Forgent Networks Inc., the owner of a patent it says covers compression technology in JPEG, is working to expand its intellectual property licensing program to include some of the approximately 50 other patents in its portfolio, company executives told eWEEK.com this week.
Among the patents in top consideration are ones that cover echo cancellation in audio transmission, object sharing through the Internet and video-based e-mail, said Jay Peterson, Forgents chief financial officer and vice president of finance.
"Were very much in the infancy of determining the commercial viability of licensing those patents," Peterson said. "We are now working with some outside law firms specializing in intellectual property to help us with these patents."
Peterson said he expects the company to announce more formal plans for its broader portfolio of patents within the next year, such as licensing or brokering deals.
Since 2002, Forgent has been seeking licensing deals with hardware and software companies that use the JPEG standard in everything from digital cameras to imaging software. So far, it has earned more than $90 million in about 32 licensing deals from companies such as Sony, officials said.
Forgent took the JPEG-related patent to court in April by filing two separate patent-infringement lawsuits against 31 companies that included Adobe Systems Inc., Apple Computer Inc., IBM and Hewlett-Packard Co.
It followed that suit with another one in August against another 11 companies, including Sun Microsystems Inc. and Internet leaders Google Inc. and Yahoo Inc.
So far, Adobe and Macromedia Inc. have settled out of court, Peterson said. He would not discuss the terms of those settlements. But Forgent did record $5.5 million in licensing revenue for its fiscal fourth quarter ended July 31.
Forgent gained the patent, No. 4,698,672 and issued in 1987, from its predecessor companys acquisition of Compressions Labs Inc. in the mid-1990s.
Licensing deals from the patent account for about 95 percent of Forgents revenues, though the Austin, Texas, company also run a smaller software-development operation focused on scheduling applications.
JPEG is a standard developed through the Joint Photographic Experts Group Committee, which in the past has attempted to discover prior art, a legal term for an earlier invention, to the patent.
Peterson said he expects the lawsuits, filed in U.S. District Court for the Eastern District of Texas, to be consolidated and to reach a trial in the next year to 18 months. The JPEG patent has yet to be tested in court.
Forgents patent licensing and lawsuits have raised the ire of patent-reform advocates.
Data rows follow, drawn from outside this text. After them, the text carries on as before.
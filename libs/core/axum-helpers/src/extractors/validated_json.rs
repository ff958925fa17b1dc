use crate::errors::AppError;
use axum::extract::{FromRequest, Json, Request};
use serde::de::DeserializeOwned;
use validator::Validate;

/// JSON body validated with the `validator` crate.
///
/// Field errors end up in the `details` object of the 400 response.
///
/// ```ignore
/// #[derive(Deserialize, Validate)]
/// struct CreateCategory {
///     #[validate(length(min = 1, max = 20))]
///     name: String,
/// }
///
/// async fn create(ValidatedJson(input): ValidatedJson<CreateCategory>) { /* ... */ }
/// ```
pub struct ValidatedJson<T>(pub T);

impl<T, S> FromRequest<S> for ValidatedJson<T>
where
    T: DeserializeOwned + Validate,
    S: Send + Sync,
{
    type Rejection = AppError;

    async fn from_request(req: Request, state: &S) -> Result<Self, Self::Rejection> {
        let Json(data) = Json::<T>::from_request(req, state).await?;
        data.validate()?;
        Ok(ValidatedJson(data))
    }
}

#[cfg(test)]
mod tests {
    use super::*;
    use axum::{
        Router,
        body::Body,
        http::{Request as HttpRequest, StatusCode},
        routing::post,
    };
    use http_body_util::BodyExt;
    use serde::Deserialize;
    use tower::ServiceExt;

    #[derive(Deserialize, Validate)]
    struct Category {
        #[validate(length(min = 1, max = 20))]
        name: String,
    }

    async fn create(ValidatedJson(input): ValidatedJson<Category>) -> String {
        input.name
    }

    fn app() -> Router {
        Router::new().route("/", post(create))
    }

    fn request(body: &str) -> HttpRequest<Body> {
        HttpRequest::builder()
            .method("POST")
            .uri("/")
            .header("content-type", "application/json")
            .body(Body::from(body.to_string()))
            .unwrap()
    }

    #[tokio::test]
    async fn test_valid_body_passes() {
        let response = app().oneshot(request(r#"{"name":"Tee"}"#)).await.unwrap();
        assert_eq!(response.status(), StatusCode::OK);
    }

    #[tokio::test]
    async fn test_invalid_body_is_400_with_details() {
        let response = app()
            .oneshot(request(r#"{"name":"a name that is far too long"}"#))
            .await
            .unwrap();
        assert_eq!(response.status(), StatusCode::BAD_REQUEST);

        let bytes = response.into_body().collect().await.unwrap().to_bytes();
        let body: serde_json::Value = serde_json::from_slice(&bytes).unwrap();
        assert_eq!(body["code"], "VALIDATION_ERROR");
        assert!(body["details"]["name"].is_array());
    }

    #[tokio::test]
    async fn test_malformed_json_uses_envelope() {
        let response = app().oneshot(request("{not json")).await.unwrap();
        assert_eq!(response.status(), StatusCode::BAD_REQUEST);

        let bytes = response.into_body().collect().await.unwrap().to_bytes();
        let body: serde_json::Value = serde_json::from_slice(&bytes).unwrap();
        assert_eq!(body["code"], "INVALID_JSON");
    }
}
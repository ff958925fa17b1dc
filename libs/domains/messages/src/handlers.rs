use axum::{
    Json, Router,
    extract::State,
    http::{HeaderMap, StatusCode},
    response::IntoResponse,
    routing::get,
};
use axum_helpers::{
    AdminUser, AppError, AppJson, AuditEvent, AuditOutcome, UuidPath,
    errors::responses::{
        BadRequestResponse, BadRequestUuidResponse, BadRequestValidationResponse,
        InternalServerErrorResponse, NotFoundResponse, UnauthorizedResponse,
    },
};
use std::sync::Arc;
use utoipa::OpenApi;

use crate::models::{ContactMessage, CreateMessage, MessageListResponse, MessageResponse};
use crate::repository::MessageRepository;
use crate::service::MessageService;

pub const TAG: &str = "messages";

/// OpenAPI documentation for the contact message endpoints
#[derive(OpenApi)]
#[openapi(
    paths(create_message, list_messages, get_message, delete_message),
    components(
        schemas(ContactMessage, CreateMessage, MessageResponse, MessageListResponse),
        responses(
            NotFoundResponse,
            BadRequestResponse,
            BadRequestValidationResponse,
            BadRequestUuidResponse,
            UnauthorizedResponse,
            InternalServerErrorResponse
        )
    ),
    tags(
        (name = TAG, description = "Contact form messages")
    )
)]
pub struct ApiDoc;

type SharedService<R> = Arc<MessageService<R>>;

/// Create the contact message router
pub fn router<R: MessageRepository + 'static>(service: MessageService<R>) -> Router {
    Router::new()
        .route("/", get(list_messages).post(create_message))
        .route("/{id}", get(get_message).delete(delete_message))
        .with_state(Arc::new(service))
}

/// Send a message through the contact form
#[utoipa::path(
    post,
    path = "",
    tag = TAG,
    request_body = CreateMessage,
    responses(
        (status = 201, description = "Message stored", body = MessageResponse),
        (status = 400, response = BadRequestValidationResponse),
        (status = 500, response = InternalServerErrorResponse)
    )
)]
async fn create_message<R: MessageRepository>(
    State(service): State<SharedService<R>>,
    headers: HeaderMap,
    AppJson(input): AppJson<CreateMessage>,
) -> Result<impl IntoResponse, AppError> {
    let message = service.create_message(input).await?;

    AuditEvent::new(
        None,
        "message.create",
        Some(format!("message:{}", message.id)),
        AuditOutcome::Success,
    )
    .with_headers(&headers)
    .log();

    Ok((StatusCode::CREATED, Json(MessageResponse { data: message })))
}

/// All messages, newest first
#[utoipa::path(
    get,
    path = "",
    tag = TAG,
    responses(
        (status = 200, description = "Messages", body = MessageListResponse),
        (status = 401, response = UnauthorizedResponse),
        (status = 500, response = InternalServerErrorResponse)
    )
)]
async fn list_messages<R: MessageRepository>(
    State(service): State<SharedService<R>>,
    _admin: AdminUser,
) -> Result<Json<MessageListResponse>, AppError> {
    let data = service.list_messages().await?;
    Ok(Json(MessageListResponse { data }))
}

#[utoipa::path(
    get,
    path = "/{id}",
    tag = TAG,
    params(
        ("id" = Uuid, Path, description = "Message ID")
    ),
    responses(
        (status = 200, description = "Message found", body = MessageResponse),
        (status = 400, response = BadRequestUuidResponse),
        (status = 401, response = UnauthorizedResponse),
        (status = 404, response = NotFoundResponse),
        (status = 500, response = InternalServerErrorResponse)
    )
)]
async fn get_message<R: MessageRepository>(
    State(service): State<SharedService<R>>,
    _admin: AdminUser,
    UuidPath(id): UuidPath,
) -> Result<Json<MessageResponse>, AppError> {
    let data = service.get_message(id).await?;
    Ok(Json(MessageResponse { data }))
}

/// Delete a message and return it
#[utoipa::path(
    delete,
    path = "/{id}",
    tag = TAG,
    params(
        ("id" = Uuid, Path, description = "Message ID")
    ),
    responses(
        (status = 200, description = "Message deleted", body = MessageResponse),
        (status = 400, response = BadRequestUuidResponse),
        (status = 401, response = UnauthorizedResponse),
        (status = 404, response = NotFoundResponse),
        (status = 500, response = InternalServerErrorResponse)
    )
)]
async fn delete_message<R: MessageRepository>(
    State(service): State<SharedService<R>>,
    admin: AdminUser,
    headers: HeaderMap,
    UuidPath(id): UuidPath,
) -> Result<Json<MessageResponse>, AppError> {
    let data = service.delete_message(id).await?;

    AuditEvent::new(
        Some(admin.id()),
        "message.delete",
        Some(format!("message:{}", id)),
        AuditOutcome::Success,
    )
    .with_headers(&headers)
    .log();

    Ok(Json(MessageResponse { data }))
}
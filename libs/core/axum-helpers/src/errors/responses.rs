//! OpenAPI response components shared by every domain's `ApiDoc`.

use super::ErrorResponse;
#[allow(unused_imports)]
use serde_json::json;
use utoipa::ToResponse;

#[derive(ToResponse)]
#[response(
    description = "Internal Server Error",
    content_type = "application/json",
    example = json!({
        "error": "An unexpected error occurred.",
        "code": "INTERNAL_ERROR"
    })
)]
pub struct InternalServerErrorResponse(pub ErrorResponse);

#[derive(ToResponse)]
#[response(
    description = "Bad Request - business rule or missing field",
    content_type = "application/json",
    example = json!({
        "error": "Invalid request data. Please provide all required fields.",
        "code": "BAD_REQUEST"
    })
)]
pub struct BadRequestResponse(pub ErrorResponse);

#[derive(ToResponse)]
#[response(
    description = "Bad Request - Validation Error",
    content_type = "application/json",
    example = json!({
        "error": "Request validation failed.",
        "code": "VALIDATION_ERROR",
        "details": {
            "name": [{
                "code": "length",
                "message": null,
                "params": {"max": 80, "value": "..."}
            }]
        }
    })
)]
pub struct BadRequestValidationResponse(pub ErrorResponse);

#[derive(ToResponse)]
#[response(
    description = "Bad Request - Invalid UUID",
    content_type = "application/json",
    example = json!({
        "error": "Invalid UUID: 42",
        "code": "INVALID_UUID"
    })
)]
pub struct BadRequestUuidResponse(pub ErrorResponse);

#[derive(ToResponse)]
#[response(
    description = "Resource not found",
    content_type = "application/json",
    example = json!({
        "error": "Product not found.",
        "code": "NOT_FOUND"
    })
)]
pub struct NotFoundResponse(pub ErrorResponse);

#[derive(ToResponse)]
#[response(
    description = "Unauthorized - no session or insufficient role",
    content_type = "application/json",
    example = json!({
        "error": "You are not permitted to perform this action.",
        "code": "UNAUTHORIZED"
    })
)]
pub struct UnauthorizedResponse(pub ErrorResponse);

#[derive(ToResponse)]
#[response(
    description = "Forbidden - not the owner",
    content_type = "application/json",
    example = json!({
        "error": "Forbidden",
        "code": "FORBIDDEN"
    })
)]
pub struct ForbiddenResponse(pub ErrorResponse);

#[derive(ToResponse)]
#[response(
    description = "Conflict - Resource already exists",
    content_type = "application/json",
    example = json!({
        "error": "Email already in use",
        "code": "CONFLICT"
    })
)]
pub struct ConflictResponse(pub ErrorResponse);

#[derive(ToResponse)]
#[response(
    description = "Service Unavailable",
    content_type = "application/json",
    example = json!({
        "error": "The service is temporarily unavailable.",
        "code": "SERVICE_UNAVAILABLE"
    })
)]
pub struct ServiceUnavailableResponse(pub ErrorResponse);
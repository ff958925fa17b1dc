use axum_helpers::{PageMeta, PageParams};
use chrono::{DateTime, Utc};
use serde::{Deserialize, Serialize};
use utoipa::{IntoParams, ToSchema};
use uuid::Uuid;
use validator::Validate;

/// Price in whole cents, rounded half away from zero
pub fn price_to_cents(price: f64) -> i64 {
    (price * 100.0).round() as i64
}

pub fn cents_to_price(cents: i64) -> f64 {
    cents as f64 / 100.0
}

/// Product category (tea, coffee, herbal, ...)
#[derive(Debug, Clone, PartialEq, Eq, Serialize, Deserialize, ToSchema)]
pub struct Category {
    pub id: Uuid,
    pub name: String,
    #[serde(rename = "type")]
    pub category_type: String,
}

#[derive(Debug, Clone, Deserialize, Validate, ToSchema)]
pub struct CreateCategory {
    #[validate(length(min = 1, max = 20))]
    pub name: String,
    #[serde(rename = "type")]
    #[validate(length(min = 1, max = 20))]
    pub category_type: String,
}

#[derive(Debug, Clone, Default, Deserialize, Validate, ToSchema)]
pub struct UpdateCategory {
    #[validate(length(min = 1, max = 20))]
    pub name: Option<String>,
    #[serde(rename = "type")]
    #[validate(length(min = 1, max = 20))]
    pub category_type: Option<String>,
}

/// Catalog product
#[derive(Debug, Clone, PartialEq, Serialize, Deserialize, ToSchema)]
#[serde(rename_all = "camelCase")]
pub struct Product {
    pub id: Uuid,
    pub name: String,
    pub description: String,
    /// Unit price with two decimal places
    pub price: f64,
    pub image: Option<String>,
    /// Units in stock
    pub quantity: i32,
    pub is_deleted: bool,
    pub created_at: DateTime<Utc>,
    pub updated_at: DateTime<Utc>,
}

/// Product with its average rating and categories
#[derive(Debug, Clone, PartialEq, Serialize, Deserialize, ToSchema)]
#[serde(rename_all = "camelCase")]
pub struct ProductWithDetails {
    #[serde(flatten)]
    pub product: Product,
    /// Average star rating, 0 without ratings
    pub average_rating: f64,
    pub product_categories: Vec<Category>,
}

/// Product creation payload
#[derive(Debug, Clone, Default, Deserialize, Validate, ToSchema)]
#[serde(rename_all = "camelCase")]
pub struct CreateProduct {
    #[validate(length(max = 80))]
    pub name: Option<String>,
    #[serde(default)]
    #[validate(length(max = 1024))]
    pub description: String,
    #[validate(range(min = 0.0))]
    pub price: Option<f64>,
    #[validate(length(max = 255))]
    pub image: Option<String>,
    #[serde(default)]
    #[validate(range(min = 0))]
    pub quantity: i32,
    /// Category ids to link
    #[serde(default)]
    pub categories: Vec<Uuid>,
}

/// Partial product update; `productCategories` replaces all links when given
#[derive(Debug, Clone, Default, Deserialize, Validate, ToSchema)]
#[serde(rename_all = "camelCase")]
pub struct UpdateProduct {
    #[validate(length(min = 1, max = 80))]
    pub name: Option<String>,
    #[validate(length(max = 1024))]
    pub description: Option<String>,
    #[validate(range(min = 0.0))]
    pub price: Option<f64>,
    #[validate(length(max = 255))]
    pub image: Option<String>,
    #[validate(range(min = 0))]
    pub quantity: Option<i32>,
    pub product_categories: Option<Vec<Uuid>>,
}

/// Validated product row to insert
#[derive(Debug, Clone, PartialEq)]
pub struct NewProduct {
    pub name: String,
    pub description: String,
    pub price_cents: i64,
    pub image: Option<String>,
    pub quantity: i32,
}

/// Column changes of a product update; `None` keeps the value
#[derive(Debug, Clone, Default, PartialEq)]
pub struct ProductChanges {
    pub name: Option<String>,
    pub description: Option<String>,
    pub price_cents: Option<i64>,
    pub image: Option<String>,
    pub quantity: Option<i32>,
}

/// Storefront search parameters
#[derive(Debug, Clone, Default, Deserialize, ToSchema, IntoParams)]
#[into_params(parameter_in = Query)]
pub struct ProductFilter {
    /// Case-insensitive match on the product name
    pub search: Option<String>,
    /// Comma separated category ids
    pub categories: Option<String>,
    /// Maximum price
    pub price: Option<f64>,
    /// Minimum average rating
    pub rating: Option<f64>,
    pub page: Option<u64>,
    pub size: Option<u64>,
}

impl ProductFilter {
    pub fn paging(&self) -> PageParams {
        PageParams {
            page: self.page,
            size: self.size,
        }
    }

    /// Category ids of the filter; entries that are not UUIDs are skipped
    pub fn category_ids(&self) -> Vec<Uuid> {
        self.categories
            .as_deref()
            .unwrap_or_default()
            .split(',')
            .filter_map(|id| id.trim().parse().ok())
            .collect()
    }
}

/// Search result, with page metadata when paging was requested
#[derive(Debug, Clone, Serialize, Deserialize, ToSchema)]
#[serde(rename_all = "camelCase")]
pub struct ProductListResponse {
    pub products: Vec<ProductWithDetails>,
    pub total: u64,
    #[serde(skip_serializing_if = "Option::is_none")]
    pub total_pages: Option<u64>,
    #[serde(skip_serializing_if = "Option::is_none")]
    pub current_page: Option<u64>,
    #[serde(skip_serializing_if = "Option::is_none")]
    pub has_more: Option<bool>,
}

impl ProductListResponse {
    pub fn new(products: Vec<ProductWithDetails>, total: u64, meta: Option<PageMeta>) -> Self {
        Self {
            products,
            total,
            total_pages: meta.map(|m| m.total_pages),
            current_page: meta.map(|m| m.current_page),
            has_more: meta.map(|m| m.has_more),
        }
    }
}

#[derive(Debug, Clone, Deserialize, Validate, ToSchema)]
pub struct RateProduct {
    #[validate(range(min = 1, max = 5))]
    pub stars: i16,
}

#[derive(Debug, Clone, Copy, PartialEq, Serialize, Deserialize, ToSchema)]
#[serde(rename_all = "camelCase")]
pub struct RatingSummary {
    pub average_rating: f64,
}

/// Mean of `stars`, 0 for no ratings
pub fn average_rating(stars: &[i16]) -> f64 {
    if stars.is_empty() {
        return 0.0;
    }
    stars.iter().map(|s| f64::from(*s)).sum::<f64>() / stars.len() as f64
}

#[cfg(test)]
mod tests {
    use super::*;

    #[test]
    fn test_price_cents_conversion() {
        assert_eq!(price_to_cents(12.99), 1299);
        assert_eq!(price_to_cents(0.1 + 0.2), 30);
        assert_eq!(cents_to_price(1299), 12.99);
    }

    #[test]
    fn test_category_ids_skip_invalid_entries() {
        let id = Uuid::now_v7();
        let filter = ProductFilter {
            categories: Some(format!("{}, nope,,", id)),
            ..Default::default()
        };
        assert_eq!(filter.category_ids(), vec![id]);
        assert!(ProductFilter::default().category_ids().is_empty());
    }

    #[test]
    fn test_average_rating() {
        assert_eq!(average_rating(&[]), 0.0);
        assert_eq!(average_rating(&[4, 5]), 4.5);
    }

    #[test]
    fn test_category_type_is_serialized_as_type() {
        let category = Category {
            id: Uuid::nil(),
            name: "Tee".to_string(),
            category_type: "tea".to_string(),
        };
        let value = serde_json::to_value(&category).unwrap();
        assert_eq!(value["type"], "tea");
    }
}
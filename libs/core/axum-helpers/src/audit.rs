//! Audit trail for security relevant actions.
//!
//! Events go to the `audit` tracing target so they can be routed separately
//! from request logs.
//!
//! ```ignore
//! use axum_helpers::audit::{AuditEvent, AuditOutcome};
//!
//! AuditEvent::new(Some(user.id), "order.create", Some(format!("order:{}", order_id)), AuditOutcome::Success)
//!     .with_headers(&headers)
//!     .with_details(json!({ "lines": 3 }))
//!     .log();
//! ```

use axum::http::HeaderMap;
use chrono::{DateTime, Utc};
use serde::Serialize;
use uuid::Uuid;

#[derive(Debug, Clone, Copy, PartialEq, Eq, Serialize)]
#[serde(rename_all = "lowercase")]
pub enum AuditOutcome {
    Success,
    Failure,
    /// Rejected by a policy
    Denied,
}

#[derive(Debug, Serialize)]
pub struct AuditEvent {
    /// Acting user, `None` for anonymous requests
    pub user_id: Option<Uuid>,
    /// Dotted action name, e.g. `user.login`
    pub action: String,
    /// `kind:id` of the affected record
    pub resource: Option<String>,
    pub outcome: AuditOutcome,
    pub ip_address: Option<String>,
    pub user_agent: Option<String>,
    #[serde(with = "chrono::serde::ts_seconds")]
    pub timestamp: DateTime<Utc>,
    pub details: Option<serde_json::Value>,
}

impl AuditEvent {
    pub fn new(
        user_id: Option<Uuid>,
        action: impl Into<String>,
        resource: Option<String>,
        outcome: AuditOutcome,
    ) -> Self {
        Self {
            user_id,
            action: action.into(),
            resource,
            outcome,
            ip_address: None,
            user_agent: None,
            timestamp: Utc::now(),
            details: None,
        }
    }

    pub fn with_ip(mut self, ip: Option<String>) -> Self {
        self.ip_address = ip;
        self
    }

    pub fn with_user_agent(mut self, user_agent: Option<String>) -> Self {
        self.user_agent = user_agent;
        self
    }

    /// Client IP and user agent taken from the request headers.
    pub fn with_headers(self, headers: &HeaderMap) -> Self {
        self.with_ip(extract_ip_from_headers(headers))
            .with_user_agent(extract_user_agent(headers))
    }

    pub fn with_details(mut self, details: impl Serialize) -> Self {
        self.details = serde_json::to_value(details).ok();
        self
    }

    pub fn log(self) {
        tracing::info!(
            target: "audit",
            user_id = ?self.user_id,
            action = %self.action,
            resource = self.resource,
            outcome = ?self.outcome,
            ip = self.ip_address,
            user_agent = self.user_agent,
            details = ?self.details,
            "{}",
            serde_json::to_string(&self).unwrap_or_else(|_| self.action.clone())
        );
    }
}

/// First hop of `X-Forwarded-For`, falling back to `X-Real-IP`.
pub fn extract_ip_from_headers(headers: &HeaderMap) -> Option<String> {
    headers
        .get("x-forwarded-for")
        .and_then(|v| v.to_str().ok())
        .and_then(|s| s.split(',').next())
        .map(|s| s.trim().to_string())
        .filter(|s| !s.is_empty())
        .or_else(|| {
            headers
                .get("x-real-ip")
                .and_then(|v| v.to_str().ok())
                .map(|s| s.trim().to_string())
        })
}

pub fn extract_user_agent(headers: &HeaderMap) -> Option<String> {
    headers
        .get("user-agent")
        .and_then(|v| v.to_str().ok())
        .map(|s| s.to_string())
}
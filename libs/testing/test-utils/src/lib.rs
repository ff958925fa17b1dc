//! Shared test utilities for domain testing
//!
//! This crate provides reusable test infrastructure for all domain crates:
//! - `TestDatabase`: PostgreSQL container with automatic cleanup (feature: "postgres")
//! - `TestDataBuilder`: Deterministic test data generation (always available)
//! - `assertions`: Custom assertion helpers (always available)
//!
//! # Usage
//!
//! ```rust,no_run
//! use test_utils::{TestDatabase, TestDataBuilder};
//!
//! #[tokio::test]
//! async fn my_postgres_test() {
//!     let db = TestDatabase::new().await;
//!     let builder = TestDataBuilder::from_test_name("my_test");
//!
//!     let user_id = db.create_test_user(builder.user_id()).await;
//!     let email = builder.email("customer");
//! }
//! ```

use uuid::Uuid;

#[cfg(feature = "postgres")]
mod postgres;

#[cfg(feature = "postgres")]
pub use postgres::{TEST_PASSWORD_HASH, TestDatabase};

/// Builder for test data with deterministic randomization
///
/// This ensures tests are reproducible by using seeded random data.
pub struct TestDataBuilder {
    seed: u64,
}

impl TestDataBuilder {
    /// Create a new builder with a seed (for deterministic tests)
    pub fn new(seed: u64) -> Self {
        Self { seed }
    }

    /// Create from test name (generates seed from test name hash)
    ///
    /// This is the recommended way to create a builder for consistent test data.
    ///
    /// # Example
    ///
    /// ```
    /// use test_utils::TestDataBuilder;
    ///
    /// let builder = TestDataBuilder::from_test_name("test_create_resource");
    /// ```
    pub fn from_test_name(name: &str) -> Self {
        use std::collections::hash_map::DefaultHasher;
        use std::hash::{Hash, Hasher};

        let mut hasher = DefaultHasher::new();
        name.hash(&mut hasher);
        Self::new(hasher.finish())
    }

    /// Generate a unique user ID for testing
    pub fn user_id(&self) -> Uuid {
        // Use seed to generate deterministic UUID
        let bytes = self.seed.to_le_bytes();
        let mut uuid_bytes = [0u8; 16];
        uuid_bytes[..8].copy_from_slice(&bytes);
        uuid_bytes[8..16].copy_from_slice(&bytes);
        Uuid::from_bytes(uuid_bytes)
    }

    /// Generate a unique name for testing
    ///
    /// # Arguments
    ///
    /// * `prefix` - The type of resource (e.g., "product", "category")
    /// * `suffix` - A unique identifier within the test (e.g., "main", "backup")
    ///
    /// # Example
    ///
    /// ```
    /// use test_utils::TestDataBuilder;
    ///
    /// let builder = TestDataBuilder::from_test_name("my_test");
    /// let name = builder.name("product", "main");
    /// // Returns: "test-product-12345-main"
    /// ```
    pub fn name(&self, prefix: &str, suffix: &str) -> String {
        format!("test-{}-{}-{}", prefix, self.seed, suffix)
    }

    /// Generate a unique, lowercase email address for testing
    pub fn email(&self, local: &str) -> String {
        format!("{}.{}@example.com", local.to_lowercase(), self.seed)
    }
}

/// Test assertion helpers
pub mod assertions {
    use uuid::Uuid;

    /// Assert that two UUIDs are equal with a nice error message
    pub fn assert_uuid_eq(actual: Uuid, expected: Uuid, context: &str) {
        assert_eq!(
            actual, expected,
            "{}: expected UUID {}, got {}",
            context, expected, actual
        );
    }

    /// Assert that an optional value is Some
    pub fn assert_some<T>(value: Option<T>, context: &str) -> T {
        value.unwrap_or_else(|| panic!("{}: expected Some, got None", context))
    }
}

#[cfg(test)]
mod tests {
    use super::*;

    #[test]
    fn test_data_builder_deterministic() {
        let builder1 = TestDataBuilder::new(42);
        let builder2 = TestDataBuilder::new(42);

        assert_eq!(builder1.user_id(), builder2.user_id());
        assert_eq!(
            builder1.name("product", "test"),
            builder2.name("product", "test")
        );
        assert_eq!(builder1.email("Anna"), builder2.email("anna"));
    }

    #[test]
    fn test_data_builder_from_name() {
        let builder1 = TestDataBuilder::from_test_name("my_test");
        let builder2 = TestDataBuilder::from_test_name("my_test");

        assert_eq!(builder1.user_id(), builder2.user_id());
    }

    #[test]
    fn test_data_builder_different_names() {
        let builder1 = TestDataBuilder::from_test_name("test1");
        let builder2 = TestDataBuilder::from_test_name("test2");

        // Different test names should generate different data
        assert_ne!(builder1.user_id(), builder2.user_id());
    }
}
use async_trait::async_trait;
use database::BaseRepository;
use sea_orm::{
    ColumnTrait, DatabaseConnection, EntityTrait, IntoActiveModel,
    QueryFilter, QueryOrder,
};
use uuid::Uuid;

use crate::{
    entity::payment,
    error::{PaymentError, PaymentResult},
    models::{NewPayment, Payment, PaymentDetails},
    repository::PaymentRepository,
};

pub struct PgPaymentRepository {
    base: BaseRepository<payment::Entity>,
}

impl PgPaymentRepository {
    pub fn new(db: DatabaseConnection) -> Self {
        Self {
            base: BaseRepository::new(db),
        }
    }

    async fn find_stored(&self, id: Uuid) -> PaymentResult<Option<payment::Model>> {
        payment::Entity::find_by_id(id)
            .filter(payment::Column::IsForOrder.eq(false))
            .one(self.base.db())
            .await
            .map_err(PaymentError::from)
    }
}

#[async_trait]
impl PaymentRepository for PgPaymentRepository {
    async fn create(&self, input: NewPayment) -> PaymentResult<Payment> {
        let model = self
            .base
            .insert(payment::ActiveModel::from(input))
            .await?;

        tracing::info!(payment_id = %model.id, user_id = %model.user_id, "Created payment");
        Ok(model.into())
    }

    async fn get_by_id(&self, id: Uuid) -> PaymentResult<Option<Payment>> {
        Ok(self.find_stored(id).await?.map(Into::into))
    }

    async fn list_by_user(&self, user_id: Uuid) -> PaymentResult<Vec<Payment>> {
        let models = payment::Entity::find()
            .filter(payment::Column::UserId.eq(user_id))
            .filter(payment::Column::IsForOrder.eq(false))
            .order_by_asc(payment::Column::CreatedAt)
            .order_by_asc(payment::Column::Id)
            .all(self.base.db())
            .await?;

        Ok(models.into_iter().map(Into::into).collect())
    }

    async fn update(&self, id: Uuid, details: PaymentDetails) -> PaymentResult<Payment> {
        let existing = self.find_stored(id).await?.ok_or(PaymentError::NotFound)?;

        let mut active = existing.into_active_model();
        active.apply_details(details);
        let model = self.base.update(active).await?;

        tracing::info!(payment_id = %id, "Updated payment");
        Ok(model.into())
    }

    async fn delete(&self, id: Uuid) -> PaymentResult<bool> {
        let result = payment::Entity::delete_many()
            .filter(payment::Column::Id.eq(id))
            .filter(payment::Column::IsForOrder.eq(false))
            .exec(self.base.db())
            .await?;

        Ok(result.rows_affected > 0)
    }
}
Jason Schultz, a staff attorney at the Electronic Frontier Foundation in San Francisco, said he is not surprised that Forgent is considering an expansion of its patent licensing program and said the company is one of a growing number of "shake-down operations."
"There are more and more of these types of patent-mill companies that apply for patents themselves or acquire them and pair up with contingency-fee lawyers and fire at will with lawsuits," he said.
Peterson defended Forgents licensing and lawsuit attempts, saying the company has a responsibility to shareholders to defend its intellectual property. He also said Forgent has no plans to seek licenses directly from corporate or individual end-users of JPEG.
The three patents that Peterson said were most likely to be the next included in its licensing or enforcement plans are patent No. 5,933,597, issued in 1999; patent No. 6,650,701, issued in 2003; and patent No. 6,181,784, issued in 2001.